Notons que le cardinal Pierre de Luna, futur Benoît XIII, est le premier à lui enlever tout scrupule. Plus tard, pour
justifier son attitude et celle des cardinaux, il évoquera la crainte. Finalement,
après avoir tenu conseil, douze cardinaux procèdent à l’intronisation de
Barthélemy Prignano ...
Ainsi
selon Noël Valois, « on le voit, à
ce moment décisif, pas un mot ne fut prononcé qui pût inspirer à Barthélemy des
doutes sur la réalité de son titre, pas un mot ne pût l’induire à refuser la
tiare, ou simplement à se regarder provisoirement comme non élu. Si les
cardinaux ont regretté que Prignano eût
consenti à une élection vicieuse, ils ne peuvent s’en prendre qu’à
eux-mêmes. »[13]
Le
jour de Pâques 1378, c’est-à-dire le 18 avril, Urbain VI est couronné avec les
cérémonies traditionnelles. Pendant près de trois mois, il reçoit tous les
honneurs accoutumés. Comme le démontre Noël Valois, rien dans l’attitude des cardinaux ou dans leur courrier[14]

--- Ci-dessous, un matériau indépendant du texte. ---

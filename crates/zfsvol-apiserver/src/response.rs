use crate::protocol::{ErrResponse, PLUGIN_CONTENT_TYPE};
use axum::http::{header, StatusCode};
use axum::response::{IntoResponse, Response};
use axum::Json;
use serde::Serialize;

/// Successful plugin response, tagged with the plugin media type
pub struct PluginResponse<T: Serialize> {
    body: T,
}

impl<T: Serialize> PluginResponse<T> {
    /// Create a new response with 200 OK
    pub fn ok(body: T) -> Self {
        Self { body }
    }
}

impl<T: Serialize> IntoResponse for PluginResponse<T> {
    fn into_response(self) -> Response {
        (
            StatusCode::OK,
            [(header::CONTENT_TYPE, PLUGIN_CONTENT_TYPE)],
            Json(self.body),
        )
            .into_response()
    }
}

/// Success response for calls that only return an error slot
pub fn no_error() -> Response {
    PluginResponse::ok(ErrResponse::default()).into_response()
}
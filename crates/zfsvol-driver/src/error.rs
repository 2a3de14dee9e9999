use miette::Diagnostic;
use thiserror::Error;

/// Driver error type for volume lifecycle operations
#[derive(Error, Debug, Diagnostic)]
pub enum DriverError {
    /// Volume name cannot be used as a dataset component
    #[error("Invalid volume name '{name}': {reason}")]
    #[diagnostic(
        code(zfsvol::driver::invalid_volume_name),
        help("Volume names must be non-empty and must not contain '/', '@', '#' or whitespace")
    )]
    InvalidVolumeName {
        #[allow(unused)]
        name: String,
        #[allow(unused)]
        reason: String,
    },

    /// Caller supplied an option the driver computes itself
    #[error("The '{option}' option is not supported")]
    #[diagnostic(
        code(zfsvol::driver::reserved_option),
        help("Mount paths are assigned by the driver under the volume base directory. Remove the option and retry")
    )]
    ReservedOption {
        #[allow(unused)]
        option: String,
    },

    /// Target dataset already exists in the pool
    #[error("Volume already exists: {name} (dataset '{dataset}')")]
    #[diagnostic(
        code(zfsvol::driver::volume_already_exists),
        help("Remove the existing volume first, or pick a different name. Datasets created outside the driver are detected too: check with `zfs list {dataset}`")
    )]
    VolumeAlreadyExists {
        #[allow(unused)]
        name: String,
        #[allow(unused)]
        dataset: String,
    },

    /// Volume is not known to the registry
    #[error("Volume not found: {name}")]
    #[diagnostic(
        code(zfsvol::driver::volume_not_found),
        help("Verify the volume name is correct. Use `docker volume ls` to see volumes managed by this driver")
    )]
    VolumeNotFound {
        #[allow(unused)]
        name: String,
    },

    /// ZFS error
    #[error("ZFS operation failed: {message}")]
    #[diagnostic(
        code(zfsvol::driver::zfs_error),
        help("Verify the dataset exists with `zfs list`. Ensure sufficient disk space and proper permissions")
    )]
    ZfsError {
        #[allow(unused)]
        message: String,
    },

    /// Command execution failed
    #[error("Command '{command}' failed with exit code {exit_code}")]
    #[diagnostic(code(zfsvol::driver::command_failed), help("stderr: {stderr}"))]
    CommandFailed {
        #[allow(unused)]
        command: String,
        #[allow(unused)]
        exit_code: i32,
        #[allow(unused)]
        stderr: String,
    },

    /// Root dataset missing at startup
    #[error("Root dataset '{dataset}' does not exist")]
    #[diagnostic(
        code(zfsvol::driver::root_dataset_missing),
        help("Create it first, e.g. `zfs create -p {dataset}`, or pass an existing dataset with --root-dataset")
    )]
    RootDatasetMissing {
        #[allow(unused)]
        dataset: String,
    },

    /// Persisted state could not be parsed
    #[error("State file '{path}' is corrupt: {message}")]
    #[diagnostic(
        code(zfsvol::driver::state_corrupt),
        help("The registry will not be loaded from a damaged file. Repair or move it aside and reconcile against `zfs list` manually")
    )]
    StateCorrupt {
        #[allow(unused)]
        path: String,
        #[allow(unused)]
        message: String,
    },

    /// Registry could not be encoded for writing
    #[error("Failed to encode state for '{path}': {message}")]
    #[diagnostic(
        code(zfsvol::driver::state_encode),
        help("This is a bug in the driver; the in-memory registry is kept and the write will be retried on the next mutation")
    )]
    StateEncode {
        #[allow(unused)]
        path: String,
        #[allow(unused)]
        message: String,
    },

    /// Filesystem error
    #[error("I/O error on '{path}': {message}")]
    #[diagnostic(
        code(zfsvol::driver::io_error),
        help("Check filesystem permissions and available disk space")
    )]
    Io {
        #[allow(unused)]
        path: String,
        #[allow(unused)]
        message: String,
    },
}

/// Result type alias for driver operations
pub type Result<T> = std::result::Result<T, DriverError>;

impl DriverError {
    pub fn invalid_volume_name(name: impl Into<String>, reason: impl Into<String>) -> Self {
        Self::InvalidVolumeName {
            name: name.into(),
            reason: reason.into(),
        }
    }

    pub fn reserved_option(option: impl Into<String>) -> Self {
        Self::ReservedOption {
            option: option.into(),
        }
    }

    pub fn volume_already_exists(name: impl Into<String>, dataset: impl Into<String>) -> Self {
        Self::VolumeAlreadyExists {
            name: name.into(),
            dataset: dataset.into(),
        }
    }

    pub fn volume_not_found(name: impl Into<String>) -> Self {
        Self::VolumeNotFound { name: name.into() }
    }

    pub fn zfs_error(message: impl Into<String>) -> Self {
        Self::ZfsError {
            message: message.into(),
        }
    }

    pub fn command_failed(
        command: impl Into<String>,
        exit_code: i32,
        stderr: impl Into<String>,
    ) -> Self {
        Self::CommandFailed {
            command: command.into(),
            exit_code,
            stderr: stderr.into(),
        }
    }

    pub fn root_dataset_missing(dataset: impl Into<String>) -> Self {
        Self::RootDatasetMissing {
            dataset: dataset.into(),
        }
    }

    pub fn state_corrupt(path: impl Into<String>, message: impl Into<String>) -> Self {
        Self::StateCorrupt {
            path: path.into(),
            message: message.into(),
        }
    }

    pub fn state_encode(path: impl Into<String>, message: impl Into<String>) -> Self {
        Self::StateEncode {
            path: path.into(),
            message: message.into(),
        }
    }

    pub fn io(path: impl Into<String>, err: &std::io::Error) -> Self {
        Self::Io {
            path: path.into(),
            message: err.to_string(),
        }
    }

    /// Whether this error was raised before any pool operation ran
    pub fn is_validation(&self) -> bool {
        matches!(
            self,
            Self::InvalidVolumeName { .. } | Self::ReservedOption { .. }
        )
    }
}
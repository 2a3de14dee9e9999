//! Socket activation: listeners pre-opened by the service manager.

use std::env;
use std::io;
use std::os::fd::{FromRawFd, RawFd};
use std::os::unix::net::UnixListener;

/// First descriptor passed by the service manager
pub const LISTEN_FDS_START: RawFd = 3;

/// What the service manager handed over
#[derive(Debug)]
pub enum Activation {
    /// Not socket-activated; bind the well-known path
    None,
    /// Exactly one pre-opened listener
    Single(UnixListener),
    /// More listeners than the driver can serve
    Multiple(usize),
}

/// Number of descriptors passed to process `pid`
///
/// Both `LISTEN_PID` and `LISTEN_FDS` must be set, and `LISTEN_PID` must
/// name this process, or nothing was passed to us.
pub fn listen_fd_count(listen_pid: Option<&str>, listen_fds: Option<&str>, pid: u32) -> usize {
    let (Some(listen_pid), Some(listen_fds)) = (listen_pid, listen_fds) else {
        return 0;
    };
    if listen_pid.trim().parse::<u32>().ok() != Some(pid) {
        return 0;
    }
    listen_fds.trim().parse().unwrap_or(0)
}

/// Collect activated listeners passed to this process
///
/// The activation variables are left in place. Children ignore them since
/// `LISTEN_PID` names this process.
pub fn from_env() -> io::Result<Activation> {
    from_vars(
        env::var("LISTEN_PID").ok().as_deref(),
        env::var("LISTEN_FDS").ok().as_deref(),
        std::process::id(),
    )
}

fn from_vars(
    listen_pid: Option<&str>,
    listen_fds: Option<&str>,
    pid: u32,
) -> io::Result<Activation> {
    match listen_fd_count(listen_pid, listen_fds, pid) {
        0 => Ok(Activation::None),
        1 => {
            // SAFETY: the service manager passed fd 3 to this process and
            // nothing else here has taken ownership of it.
            let listener = unsafe { UnixListener::from_raw_fd(LISTEN_FDS_START) };
            listener.set_nonblocking(true)?;
            Ok(Activation::Single(listener))
        }
        n => Ok(Activation::Multiple(n)),
    }
}
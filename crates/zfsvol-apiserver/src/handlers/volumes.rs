use crate::extract::PluginRequest;
use crate::protocol::{
    CapabilitiesResponse, CreateRequest, GetResponse, ListResponse, MountRequest,
    MountpointResponse, NameRequest, VolumeInfo,
};
use crate::response::{no_error, PluginResponse};
use crate::{AppState, Result};
use axum::extract::State;
use axum::response::{IntoResponse, Response};
use std::sync::Arc;
use tracing::info;
use zfsvol_driver::VolumeDriver;

/// POST /VolumeDriver.Create
pub async fn create_volume(
    State(state): State<Arc<AppState>>,
    PluginRequest(req): PluginRequest<CreateRequest>,
) -> Result<Response> {
    info!("Creating volume: {}", req.name);

    state
        .driver
        .create(&req.name, req.opts.unwrap_or_default())
        .await?;

    Ok(no_error())
}

/// POST /VolumeDriver.List
pub async fn list_volumes(State(state): State<Arc<AppState>>) -> Result<Response> {
    let volumes = state.driver.list().await?;

    let response = ListResponse {
        volumes: volumes.into_iter().map(VolumeInfo::from).collect(),
        err: String::new(),
    };

    Ok(PluginResponse::ok(response).into_response())
}

/// POST /VolumeDriver.Get
pub async fn get_volume(
    State(state): State<Arc<AppState>>,
    PluginRequest(req): PluginRequest<NameRequest>,
) -> Result<Response> {
    let volume = state.driver.get(&req.name).await?;

    Ok(PluginResponse::ok(GetResponse {
        volume: volume.into(),
        err: String::new(),
    })
    .into_response())
}

/// POST /VolumeDriver.Remove
pub async fn remove_volume(
    State(state): State<Arc<AppState>>,
    PluginRequest(req): PluginRequest<NameRequest>,
) -> Result<Response> {
    info!("Removing volume: {}", req.name);

    state.driver.remove(&req.name).await?;

    Ok(no_error())
}

/// POST /VolumeDriver.Path
pub async fn volume_path(
    State(state): State<Arc<AppState>>,
    PluginRequest(req): PluginRequest<NameRequest>,
) -> Result<Response> {
    let mountpoint = state.driver.path(&req.name).await?;

    Ok(PluginResponse::ok(MountpointResponse {
        mountpoint,
        err: String::new(),
    })
    .into_response())
}

/// POST /VolumeDriver.Mount
pub async fn mount_volume(
    State(state): State<Arc<AppState>>,
    PluginRequest(req): PluginRequest<MountRequest>,
) -> Result<Response> {
    let mountpoint = state.driver.mount(&req.name, &req.id).await?;

    Ok(PluginResponse::ok(MountpointResponse {
        mountpoint,
        err: String::new(),
    })
    .into_response())
}

/// POST /VolumeDriver.Unmount
pub async fn unmount_volume(
    State(state): State<Arc<AppState>>,
    PluginRequest(req): PluginRequest<MountRequest>,
) -> Result<Response> {
    state.driver.unmount(&req.name, &req.id).await?;

    Ok(no_error())
}

/// POST /VolumeDriver.Capabilities
pub async fn capabilities(State(state): State<Arc<AppState>>) -> Response {
    PluginResponse::ok(CapabilitiesResponse::from(state.driver.capabilities())).into_response()
}
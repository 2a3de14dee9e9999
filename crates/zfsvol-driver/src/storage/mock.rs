use crate::error::{DriverError, Result};
use crate::storage::{Dataset, Pool};
use async_trait::async_trait;
use chrono::{DateTime, Utc};
use std::collections::{BTreeMap, HashSet};
use std::sync::Arc;
use tokio::sync::RwLock;
use tracing::debug;

#[derive(Debug, Clone)]
struct MockDataset {
    properties: BTreeMap<String, String>,
    created: DateTime<Utc>,
}

/// In-memory pool for tests and development hosts without ZFS
///
/// Datasets live in a map keyed by full name. Mountpoints default to
/// `/<dataset>` like ZFS does, unless a `mountpoint` property was given at
/// creation. Individual failures can be injected to exercise the driver's
/// tolerance policy.
#[derive(Default)]
pub struct MockPool {
    datasets: Arc<RwLock<BTreeMap<String, MockDataset>>>,
    failing_destroy: Arc<RwLock<HashSet<String>>>,
    failing_lookup: Arc<RwLock<HashSet<String>>>,
    no_creation_time: Arc<RwLock<bool>>,
    create_fails: Arc<RwLock<bool>>,
}

impl MockPool {
    pub fn new() -> Self {
        Self::default()
    }

    /// Register a dataset as if it had been created outside the driver.
    pub async fn insert_dataset(&self, dataset: &str) {
        self.datasets.write().await.insert(
            dataset.to_string(),
            MockDataset {
                properties: BTreeMap::new(),
                created: Utc::now(),
            },
        );
    }

    /// Properties the dataset was created with, if it exists.
    pub async fn properties(&self, dataset: &str) -> Option<BTreeMap<String, String>> {
        self.datasets
            .read()
            .await
            .get(dataset)
            .map(|d| d.properties.clone())
    }

    pub async fn contains(&self, dataset: &str) -> bool {
        self.datasets.read().await.contains_key(dataset)
    }

    pub async fn fail_destroy(&self, dataset: &str) {
        self.failing_destroy.write().await.insert(dataset.to_string());
    }

    pub async fn fail_lookup(&self, dataset: &str) {
        self.failing_lookup.write().await.insert(dataset.to_string());
    }

    pub async fn fail_create(&self, fail: bool) {
        *self.create_fails.write().await = fail;
    }

    /// Make `creation` fail for every dataset.
    pub async fn hide_creation_time(&self) {
        *self.no_creation_time.write().await = true;
    }
}

#[async_trait]
impl Pool for MockPool {
    async fn dataset_exists(&self, dataset: &str) -> Result<bool> {
        Ok(self.datasets.read().await.contains_key(dataset))
    }

    async fn create_dataset_recursive(
        &self,
        dataset: &str,
        properties: &BTreeMap<String, String>,
    ) -> Result<Dataset> {
        if *self.create_fails.read().await {
            return Err(DriverError::zfs_error(format!(
                "mock: cannot create '{}'",
                dataset
            )));
        }

        let mut ds = self.datasets.write().await;
        if ds.contains_key(dataset) {
            return Err(DriverError::zfs_error(format!(
                "cannot create '{}': dataset already exists",
                dataset
            )));
        }

        // Parents are implied, like `zfs create -p`
        let mut parent = dataset;
        while let Some((p, _)) = parent.rsplit_once('/') {
            ds.entry(p.to_string()).or_insert_with(|| MockDataset {
                properties: BTreeMap::new(),
                created: Utc::now(),
            });
            parent = p;
        }

        ds.insert(
            dataset.to_string(),
            MockDataset {
                properties: properties.clone(),
                created: Utc::now(),
            },
        );
        debug!("Mock: created dataset {}", dataset);
        Ok(Dataset::new(dataset))
    }

    async fn get_dataset(&self, dataset: &str) -> Result<Dataset> {
        if self.failing_lookup.read().await.contains(dataset) {
            return Err(DriverError::zfs_error(format!(
                "mock: lookup of '{}' failed",
                dataset
            )));
        }
        if !self.datasets.read().await.contains_key(dataset) {
            return Err(DriverError::zfs_error(format!(
                "cannot open '{}': dataset does not exist",
                dataset
            )));
        }
        Ok(Dataset::new(dataset))
    }

    async fn mountpoint(&self, dataset: &Dataset) -> Result<String> {
        let ds = self.datasets.read().await;
        let entry = ds.get(&dataset.name).ok_or_else(|| {
            DriverError::zfs_error(format!("cannot open '{}': dataset does not exist", dataset.name))
        })?;
        Ok(entry
            .properties
            .get("mountpoint")
            .cloned()
            .unwrap_or_else(|| format!("/{}", dataset.name)))
    }

    async fn creation(&self, dataset: &Dataset) -> Result<DateTime<Utc>> {
        if *self.no_creation_time.read().await {
            return Err(DriverError::zfs_error("mock: creation time unavailable"));
        }
        self.datasets
            .read()
            .await
            .get(&dataset.name)
            .map(|d| d.created)
            .ok_or_else(|| {
                DriverError::zfs_error(format!(
                    "cannot open '{}': dataset does not exist",
                    dataset.name
                ))
            })
    }

    async fn destroy(&self, dataset: &Dataset) -> Result<()> {
        if self.failing_destroy.read().await.contains(&dataset.name) {
            return Err(DriverError::zfs_error(format!(
                "cannot destroy '{}': dataset is busy",
                dataset.name
            )));
        }
        if self.datasets.write().await.remove(&dataset.name).is_none() {
            return Err(DriverError::zfs_error(format!(
                "cannot open '{}': dataset does not exist",
                dataset.name
            )));
        }
        debug!("Mock: destroyed dataset {}", dataset.name);
        Ok(())
    }
}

ne permet de douter qu’Urbain VI ne soit reconnu par le Sacré Collège comme pape
légitime. « Ce qui me paraît le
plus étrange dans la conduite des cardinaux de Rome, c’est ce silence absolu
qu’ils auraient gardé les uns vis-à-vis des autres sur une question qui devrait
faire l’objet de toutes leurs préoccupations. Ils croient que la chaire de
Saint Pierre est usurpée par un intrus, et ils ne se communiquent pas leurs
inquiétudes au sujet de l’avenir de l’Église ! »[15]
La
rébellion contre le Pape Urbain VI
Qui
est Barthélémy Prignano ? Il est réputé pour son érudition, sa science et
son expérience des affaires. Évêque de Bari depuis quinze ans avant d’être élu
pape, il a aussi exercé les fonctions de
chancelier sous Grégoire XI, une des
fonctions les plus importantes du gouvernement pontifical. Il est aussi connu
pour être irréprochable au niveau moral.
Il porte un cilice, observe scrupuleusement les jeûnes et les pénitences
imposées par l’Église. Mais, il est aussi impérieux
et très volontaire. Or depuis son élection, ces deux traits de caractère
s’affirment de plus en plus. Ils sont en outre gâtés par une maladie d’estomac
qui le rend irritable. Enfin, il n’est
pas cardinal et ne sent donc pas solidaire du Sacré Collège…
Depuis
son élection, Urbain VI se montre raide et peu aimable avec son entourage,
voire vexant. Soucieux de réforme, il
veut l’imposer fermement, en particulier à la Curie romaine et au Sacré
Collège. Il déclare donc la guerre à tous les abus sans ménager les
évêques et surtout les cardinaux. Il s’attaque à la simonie, aux
inconduites, au luxe, à l’absentéisme des évêques, à la vie mondaine et
luxueuse des cardinaux. Mais il manque cruellement de prudence et de modération,
surtout à l’égard des cardinaux. Ses remarques sont virulentes, blessantes, de plus en plus humiliantes. Face aux
résistances, il s’en prend à la prépondérance des cardinaux « français » et lance des menaces…
Parmi
les cardinaux, Noël Valois souligne l’action de Jean de la Grange, « cardinal
d’Amiens » et bénédictin, homme influent du roi de France. Il est son
conseiller et confident intime. Il est même une des personnalités les plus importantes du Sacré Collège. Il
n’apprécie guère l’attitude du pape et ses remontrances. Il est un de ceux qui
contribuent activement à l’opposition des cardinaux. Est-il l’instigateur de la révolte qui s’annonce ?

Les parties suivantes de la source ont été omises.